BLACK et al. (1948) have published electron micrographs of bodies believed to represent the New York variety of potato yellow-dwarf virus (Aureogenus vastans (H) Black) (Holmes 1948). The photographs showed bodies in several different extracts of infected plants of Nicotiana rustica L., but not in corresponding preparations from healthy plants. Similar bodies were found in concentrates from plants infected with the New Jersey variety of the virus (var. agalliae Black). These bodies were larger than, and of a different character from, those of plant viruses hitherto examined in the electron microscope.

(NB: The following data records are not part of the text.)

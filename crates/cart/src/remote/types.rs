//! Wire types for the cart and order endpoints.
//!
//! The backend keeps a minimal cart record (`dishId`, `quantity`,
//! `restaurantId`). Price and display fields are accepted when present but
//! are usually missing, so adopting a server cart fills them in from what the
//! client already knows.

use foodcourt_core::{CartItem, DishId, OrderId, OrderStatus, PaymentMethod, Price, RestaurantId};
use serde::{Deserialize, Serialize};
use tracing::debug;

/// A cart entry as returned by `GET /cart`.
#[derive(Debug, Clone, PartialEq, Eq, Serialize, Deserialize)]
#[serde(rename_all = "camelCase")]
pub struct RemoteCartItem {
    pub dish_id: DishId,
    pub quantity: u32,
    pub restaurant_id: RestaurantId,
    #[serde(default, skip_serializing_if = "Option::is_none")]
    pub price: Option<Price>,
    #[serde(default, skip_serializing_if = "Option::is_none")]
    pub dish_name: Option<String>,
    #[serde(default, skip_serializing_if = "Option::is_none")]
    pub dish_description: Option<String>,
}

impl RemoteCartItem {
    /// Convert to a local entry, taking missing fields from `known`.
    ///
    /// The server's quantity always wins. Fields the server did send win over
    /// `known`.
    #[must_use]
    pub fn into_cart_item(self, known: Option<&CartItem>) -> CartItem {
        if known.is_none() && self.price.is_none() {
            debug!(dish_id = %self.dish_id, "Server cart entry has no price and no local match");
        }
        CartItem {
            dish_id: self.dish_id,
            quantity: self.quantity,
            price: self
                .price
                .or_else(|| known.map(|k| k.price))
                .unwrap_or(Price::ZERO),
            dish_name: self
                .dish_name
                .or_else(|| known.map(|k| k.dish_name.clone()))
                .unwrap_or_default(),
            dish_description: self
                .dish_description
                .or_else(|| known.map(|k| k.dish_description.clone()))
                .unwrap_or_default(),
            restaurant_id: self.restaurant_id,
        }
    }
}

impl From<&CartItem> for RemoteCartItem {
    fn from(item: &CartItem) -> Self {
        Self {
            dish_id: item.dish_id,
            quantity: item.quantity,
            restaurant_id: item.restaurant_id,
            price: Some(item.price),
            dish_name: Some(item.dish_name.clone()),
            dish_description: Some(item.dish_description.clone()),
        }
    }
}

/// One line of an order, as `POST /orders/place` expects it.
#[derive(Debug, Clone, PartialEq, Eq, Serialize, Deserialize)]
#[serde(rename_all = "camelCase")]
pub struct OrderLine {
    pub dish_id: DishId,
    pub quantity: u32,
    #[serde(with = "rust_decimal::serde::float")]
    pub price: rust_decimal::Decimal,
    pub dish_name: String,
    pub dish_description: String,
}

impl From<&CartItem> for OrderLine {
    fn from(item: &CartItem) -> Self {
        Self {
            dish_id: item.dish_id,
            quantity: item.quantity,
            price: item.price.amount(),
            dish_name: item.dish_name.clone(),
            dish_description: item.dish_description.clone(),
        }
    }
}

/// Body of `POST /orders/place`.
#[derive(Debug, Clone, PartialEq, Eq, Serialize, Deserialize)]
#[serde(rename_all = "camelCase")]
pub struct PlaceOrderRequest {
    pub restaurant_id: RestaurantId,
    pub items: Vec<OrderLine>,
    pub payment_method: PaymentMethod,
    #[serde(default, skip_serializing_if = "Option::is_none")]
    pub delivery_address: Option<String>,
}

/// The order the backend created.
#[derive(Debug, Clone, PartialEq, Eq, Serialize, Deserialize)]
#[serde(rename_all = "camelCase")]
pub struct PlacedOrder {
    pub id: OrderId,
    #[serde(default)]
    pub status: OrderStatus,
    #[serde(default)]
    pub restaurant_id: Option<RestaurantId>,
    #[serde(default)]
    pub total_price: Option<Price>,
}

The present study was undertaken to obtain evidence that might more closely identify these bodies with the virus, to ascertain if the sedimentation rate of the virus activity was consistent with the size of the bodies, and to determine the sedimentation constant of this active virus in order to use it in further attempts at purification. At the same time, the experiments were designed and carried out in the expectation that they might serve as a guide to later work with other plant viruses with long incubation periods in their leaf- hopper vectors, particularly the wound-tumor virus (Aureogenus magnivena Black). Potato yellow- dwarf virus is the easiest member of this group to work with because it is the only one that has been readily transmitted mechanically from plant to plant. It produces many primary lesions on inoculated susceptible leaves of N. rustica and, therefore, unlike the other viruses of the group, can be subjected to a convenient and roughly quantitative bioassay.